Abiomed’s Impella 2.5 gained U.S. FDA 510(k) clearance from the FDA in 2008 for multiple indications, including high risk PCI. Then, in late 2012 the agency decided such devices should undergo the full PMA process, but allowed Impella to stay on the market in the meantime. Now the company has duly received a PMA for the device for use during elective and urgent high risk percutaneous coronary intervention (PCI) procedures.

Background

Impella 2.5, the world’s smallest heart pump, is the first hemodynamic support device to receive a PMA indication for use during high risk PCI procedures, demonstrating its safety and effectiveness for this complex patient population.

The approval covers Impella 2.5  for use as a temporary (≤ 6 hours) ventricular support device in a select patient group. It is indicated for use during high risk PCI performed in elective or urgent hemodynamically stable patients with severe coronary artery disease and depressed left ventricular ejection fraction, when a heart team, including a cardiac surgeon, has determined high risk PCI is the appropriate therapeutic option. Use of the Impella 2.5 in these patients may prevent hemodynamic instability that may occur during planned temporary coronary occlusions and may reduce peri- and post-procedural adverse events.

The product labeling allows for the clinical decision to leave Impella 2.5 in place beyond the intended duration of ≤6 hours due to unforeseen circumstances.
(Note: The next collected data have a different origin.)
use crate::modules::catalog::Catalog;
use crate::modules::composer::Composer;
use crate::modules::error::PromptError;
use crate::modules::protocol::{
    FieldSpec, FormatMode, PromptRequest, PromptResult, Selection, Selections,
};
use crate::modules::randomizer::{DrawSource, RandomDraw, Randomizer};

/// Editable prompt state on top of a catalog: active context, subject,
/// per-field selections and output format.
#[derive(Debug, Clone)]
pub struct PromptSession<'a> {
    catalog: &'a Catalog,
    context: String,
    subject: String,
    selections: Selections,
    format: FormatMode,
}

impl<'a> PromptSession<'a> {
    pub fn new(catalog: &'a Catalog, context: &str) -> Result<Self, PromptError> {
        let key = catalog.context(context)?.key.clone();
        Ok(Self {
            catalog,
            context: key,
            subject: String::new(),
            selections: Selections::new(),
            format: FormatMode::default(),
        })
    }

    pub fn catalog(&self) -> &'a Catalog {
        self.catalog
    }

    pub fn context(&self) -> &str {
        &self.context
    }

    pub fn subject(&self) -> &str {
        &self.subject
    }

    pub fn format(&self) -> FormatMode {
        self.format
    }

    pub fn selection(&self, field: FieldSpec) -> &Selection {
        self.selections.get(field)
    }

    pub fn selections(&self) -> &Selections {
        &self.selections
    }

    /// Switches context. Every field goes back to `None`, custom text included,
    /// since option lists differ per context.
    pub fn load_context(&mut self, context: &str) -> Result<(), PromptError> {
        let key = self.catalog.context(context)?.key.clone();
        self.context = key;
        self.selections.clear();
        Ok(())
    }

    pub fn set_subject(&mut self, subject: impl Into<String>) {
        self.subject = subject.into();
    }

    pub fn set_format(&mut self, format: FormatMode) {
        self.format = format;
    }

    pub fn select(&mut self, field: FieldSpec, selection: Selection) -> Result<(), PromptError> {
        if let Selection::Catalog(value) = &selection {
            if !self.catalog.contains_option(&self.context, field, value)? {
                return Err(PromptError::UnknownOption {
                    field,
                    value: value.clone(),
                });
            }
        }
        self.selections.set(field, selection);
        Ok(())
    }

    /// Randomizes context, subject and every field. The current subject is
    /// kept when the drawn context has no subject suggestions.
    pub fn randomize<D: DrawSource + ?Sized>(
        &mut self,
        source: &mut D,
    ) -> Result<RandomDraw, PromptError> {
        let draw = Randomizer::randomize(self.catalog, source)?;
        self.load_context(&draw.context)?;
        if let Some(subject) = &draw.subject {
            self.subject = subject.clone();
        }
        for (field, selection) in draw.selections.iter() {
            self.select(field, selection.clone())?;
        }
        Ok(draw)
    }

    pub fn request(&self) -> PromptRequest {
        PromptRequest {
            subject: self.subject.clone(),
            context: self.context.clone(),
            selections: self.selections.clone(),
            format: self.format,
        }
    }

    pub fn generate(&self) -> Result<PromptResult, PromptError> {
        Composer::new(self.catalog).compose(&self.request())
    }
}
The Impella 2.5 PMA submission included clinical and scientific supporting evidence from more than 215 publications, totaling 1,638 Impella 2.5 patients and incorporated a medical device reporting (MDR) analysis from 13,981 Impella 2.5 patients. In addition to PROTECT I and PROTECT II, further data was provided in the submission from 637 high risk patients enrolled in the U.S. Impella registry. The U.S. registry is an ongoing multicenter, observational retrospective registry including 49 centers. The data collection from the registry includes Institutional Review Board (IRB) approval, complete data monitoring and Clinical Events Committee adjudication. Additionally, the PMA analysis included hemodynamic science described in the literature and validated with a series of pre-clinical and clinical studies.

The regulatory process now requires that Abiomed will conduct a single arm, post approval study on the Impella 2.5, collecting data on high risk PCI patients.

Physician comments

“The rigorous data from FDA clinical trials such as PROTECT I and PROTECT II demonstrate that complex, high-risk patients undergoing protected PCI with Impella 2.5 support experience reduced adverse events, improved quality of life and are able to return home faster with fewer repeat procedures,” said William O’Neill, M.D., Henry Ford Hospital in Detroit. “The heart team approach has evolved into a mainstream practice recognized by the guidelines for determining the need for PCI versus surgery and will continue to act as a platform for the screening and determination of the appropriate revascularization treatment for this high risk patient population.”

Company comments

“Abiomed would like to thank the FDA and all the dedicated caregivers and investigators for this achievement. The FDA approval of the Impella 2.5 device is one of our most significant milestones, representing a clinical advancement for physicians and patients. The FDA’s recognition of this elective and urgent patient population is an important acknowledgement of their growing need for treatment. As heart disease patients get sicker, more complex, and desire minimally invasive solutions, there are few options available to them to help improve their quality of life in a cost effective manner,” said Michael R. Minogue, Chairman, President and Chief Executive Officer, Abiomed. “We are excited that Impella has been recognized as a device that can potentially become the new standard of care with a ‘first of its kind’ approval.”